Scan the lines below for "released" and copy the matches.

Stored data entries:
=-=-=-=-=
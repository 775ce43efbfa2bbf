//! # Actuator Arbiter
//!
//! The arbiter owns every spinner and is the only path through which power demands reach them.
//! Demands come from two sources: [`CmdSource::Direct`] (the driver and the autonomous routines)
//! and [`CmdSource::Sort`] (the colour sort task, running on its own thread).
//!
//! Direct demands are always applied. While the driver holds a claim on a spinner, colour sort
//! demands for it are rejected. Without a claim the last demand wins.

// ------------------------------------------------------------------------------------------------
// IMPORTS
// ------------------------------------------------------------------------------------------------

use std::collections::{HashMap, HashSet};
use std::sync::{Arc, Mutex, MutexGuard};

use hw_if::eqpt::spinner::{ActId, SpinnerActuator, MAX_POWER};
use log::{info, trace, warn};

// ------------------------------------------------------------------------------------------------
// STRUCTS
// ------------------------------------------------------------------------------------------------

/// Shared handle to the arbiter. Clones refer to the same actuators.
#[derive(Clone, Default)]
pub struct ActuatorArbiter {
    inner: Arc<Mutex<Inner>>,
}

#[derive(Default)]
struct Inner {
    actuators: HashMap<ActId, Box<dyn SpinnerActuator + Send>>,

    /// Actuators currently claimed by a direct override
    claims: HashSet<ActId>,

    /// Last applied demand for each actuator
    last: HashMap<ActId, (CmdSource, i32)>,

    num_rejected: u64,
}

/// A [`SpinnerActuator`] which routes its demands through the arbiter.
///
/// Handed to code which only knows about spinners, like the colour sort task.
#[derive(Clone)]
pub struct ArbitratedActuator {
    arbiter: ActuatorArbiter,
    id: ActId,
    source: CmdSource,
}

// ------------------------------------------------------------------------------------------------
// ENUMS
// ------------------------------------------------------------------------------------------------

/// Where a demand originates.
#[derive(Debug, Clone, Copy, PartialEq, Eq, Hash)]
pub enum CmdSource {
    /// Driver control or an autonomous routine
    Direct,

    /// The colour sort task
    Sort,
}

/// What happened to a demand.
#[derive(Debug, Clone, Copy, PartialEq, Eq)]
pub enum Demand {
    /// The demand was sent to the actuator with the given (possibly clamped) power
    Applied(i32),

    /// The actuator is claimed by a direct override
    Rejected,
}

/// Errors which can occur in the [`ActuatorArbiter`]
#[derive(thiserror::Error, Debug, PartialEq, Eq)]
pub enum ArbiterError {
    #[error("No actuator has been registered for {0:?}")]
    UnknownActuator(ActId),

    #[error("The arbiter lock was poisoned by a panicking thread")]
    Poisoned,
}

// ------------------------------------------------------------------------------------------------
// IMPLS
// ------------------------------------------------------------------------------------------------

impl ActuatorArbiter {
    pub fn new() -> Self {
        Self::default()
    }

    /// Install the actuator for `id`, replacing any previous one.
    pub fn register<A>(&self, id: ActId, actuator: A) -> Result<(), ArbiterError>
    where
        A: SpinnerActuator + Send + 'static,
    {
        let mut inner = self.lock()?;
        if inner.actuators.insert(id, Box::new(actuator)).is_some() {
            warn!("Replaced the actuator registered for {:?}", id);
        }
        Ok(())
    }

    /// Send a power demand to an actuator.
    ///
    /// The power is clamped to `[-MAX_POWER, MAX_POWER]`.
    pub fn demand(&self, source: CmdSource, id: ActId, power: i32) -> Result<Demand, ArbiterError> {
        let mut inner = self.lock()?;

        if source == CmdSource::Sort && inner.claims.contains(&id) {
            inner.num_rejected += 1;
            trace!("Rejected {:?} demand of {} for claimed {:?}", source, power, id);
            return Ok(Demand::Rejected);
        }

        let clamped = power.clamp(-MAX_POWER, MAX_POWER);
        if clamped != power {
            warn!("{:?} demand of {} for {:?} clamped to {}", source, power, id, clamped);
        }

        inner
            .actuators
            .get_mut(&id)
            .ok_or(ArbiterError::UnknownActuator(id))?
            .set_power(clamped);
        inner.last.insert(id, (source, clamped));

        Ok(Demand::Applied(clamped))
    }

    /// Claim actuators for a direct override. Colour sort demands for them are rejected until they
    /// are released.
    pub fn claim(&self, ids: &[ActId]) -> Result<(), ArbiterError> {
        let mut inner = self.lock()?;
        for id in ids {
            if inner.claims.insert(*id) {
                info!("Override claimed {:?}", id);
            }
        }
        Ok(())
    }

    /// Release a previous claim. Releasing an unclaimed actuator does nothing.
    pub fn release(&self, ids: &[ActId]) -> Result<(), ArbiterError> {
        let mut inner = self.lock()?;
        for id in ids {
            if inner.claims.remove(id) {
                info!("Override released {:?}", id);
            }
        }
        Ok(())
    }

    pub fn is_claimed(&self, id: ActId) -> Result<bool, ArbiterError> {
        Ok(self.lock()?.claims.contains(&id))
    }

    /// The last demand applied to `id`, if any.
    pub fn last_demand(&self, id: ActId) -> Result<Option<(CmdSource, i32)>, ArbiterError> {
        Ok(self.lock()?.last.get(&id).copied())
    }

    /// Number of colour sort demands rejected so far.
    pub fn num_rejected(&self) -> Result<u64, ArbiterError> {
        Ok(self.lock()?.num_rejected)
    }

    /// Get a [`SpinnerActuator`] handle for `id` which issues demands as `source`.
    pub fn channel(&self, id: ActId, source: CmdSource) -> ArbitratedActuator {
        ArbitratedActuator {
            arbiter: self.clone(),
            id,
            source,
        }
    }

    /// Stop every registered actuator and drop all claims.
    pub fn stop_all(&self) -> Result<(), ArbiterError> {
        let mut inner = self.lock()?;
        inner.claims.clear();

        let ids: Vec<ActId> = inner.actuators.keys().copied().collect();
        for id in ids {
            if let Some(a) = inner.actuators.get_mut(&id) {
                a.set_power(0);
            }
            inner.last.insert(id, (CmdSource::Direct, 0));
        }

        Ok(())
    }

    fn lock(&self) -> Result<MutexGuard<'_, Inner>, ArbiterError> {
        self.inner.lock().map_err(|_| ArbiterError::Poisoned)
    }
}

impl SpinnerActuator for ArbitratedActuator {
    fn set_power(&mut self, power: i32) {
        if let Err(e) = self.arbiter.demand(self.source, self.id, power) {
            warn!("Could not send demand to {:?}: {}", self.id, e);
        }
    }
}

#[cfg(test)]
mod test {
    use super::*;

    /// Stores the last power it was given.
    #[derive(Clone, Default)]
    struct RecordingMotor(Arc<Mutex<Option<i32>>>);

    impl SpinnerActuator for RecordingMotor {
        fn set_power(&mut self, power: i32) {
            *self.0.lock().unwrap() = Some(power);
        }
    }

    impl RecordingMotor {
        fn get(&self) -> Option<i32> {
            *self.0.lock().unwrap()
        }
    }

    fn arbiter_with_top() -> (ActuatorArbiter, RecordingMotor) {
        let arbiter = ActuatorArbiter::new();
        let motor = RecordingMotor::default();
        arbiter.register(ActId::TopSpinner, motor.clone()).unwrap();
        (arbiter, motor)
    }

    #[test]
    fn test_demands_applied() {
        let (arbiter, motor) = arbiter_with_top();

        assert_eq!(arbiter.demand(CmdSource::Sort, ActId::TopSpinner, 127), Ok(Demand::Applied(127)));
        assert_eq!(motor.get(), Some(127));

        assert_eq!(arbiter.demand(CmdSource::Direct, ActId::TopSpinner, 0), Ok(Demand::Applied(0)));
        assert_eq!(motor.get(), Some(0));
        assert_eq!(
            arbiter.last_demand(ActId::TopSpinner),
            Ok(Some((CmdSource::Direct, 0)))
        );
    }

    #[test]
    fn test_claim_rejects_sort() {
        let (arbiter, motor) = arbiter_with_top();

        arbiter.claim(&[ActId::TopSpinner]).unwrap();
        assert_eq!(arbiter.is_claimed(ActId::TopSpinner), Ok(true));

        assert_eq!(arbiter.demand(CmdSource::Direct, ActId::TopSpinner, -50), Ok(Demand::Applied(-50)));
        assert_eq!(arbiter.demand(CmdSource::Sort, ActId::TopSpinner, 127), Ok(Demand::Rejected));
        assert_eq!(motor.get(), Some(-50));
        assert_eq!(arbiter.num_rejected(), Ok(1));

        arbiter.release(&[ActId::TopSpinner]).unwrap();
        assert_eq!(arbiter.demand(CmdSource::Sort, ActId::TopSpinner, 127), Ok(Demand::Applied(127)));
        assert_eq!(motor.get(), Some(127));
    }

    #[test]
    fn test_clamp() {
        let (arbiter, motor) = arbiter_with_top();

        assert_eq!(arbiter.demand(CmdSource::Direct, ActId::TopSpinner, 300), Ok(Demand::Applied(127)));
        assert_eq!(arbiter.demand(CmdSource::Direct, ActId::TopSpinner, -128), Ok(Demand::Applied(-127)));
        assert_eq!(motor.get(), Some(-127));
    }

    #[test]
    fn test_unknown_actuator() {
        let (arbiter, _) = arbiter_with_top();

        assert_eq!(
            arbiter.demand(CmdSource::Direct, ActId::IntakeRear, 10),
            Err(ArbiterError::UnknownActuator(ActId::IntakeRear))
        );
    }

    #[test]
    fn test_channel() {
        let (arbiter, motor) = arbiter_with_top();
        let mut chan = arbiter.channel(ActId::TopSpinner, CmdSource::Sort);

        chan.set_power(127);
        assert_eq!(motor.get(), Some(127));

        arbiter.claim(&ActId::spinner_ids()).unwrap();
        chan.set_power(0);
        assert_eq!(motor.get(), Some(127));
    }

    #[test]
    fn test_stop_all() {
        let (arbiter, motor) = arbiter_with_top();

        arbiter.demand(CmdSource::Direct, ActId::TopSpinner, 100).unwrap();
        arbiter.claim(&[ActId::TopSpinner]).unwrap();
        arbiter.stop_all().unwrap();

        assert_eq!(motor.get(), Some(0));
        assert_eq!(arbiter.is_claimed(ActId::TopSpinner), Ok(false));
    }
}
=-=-=-=-=
» **Task result**
    /// are released.
                info!("Override released {:?}", id);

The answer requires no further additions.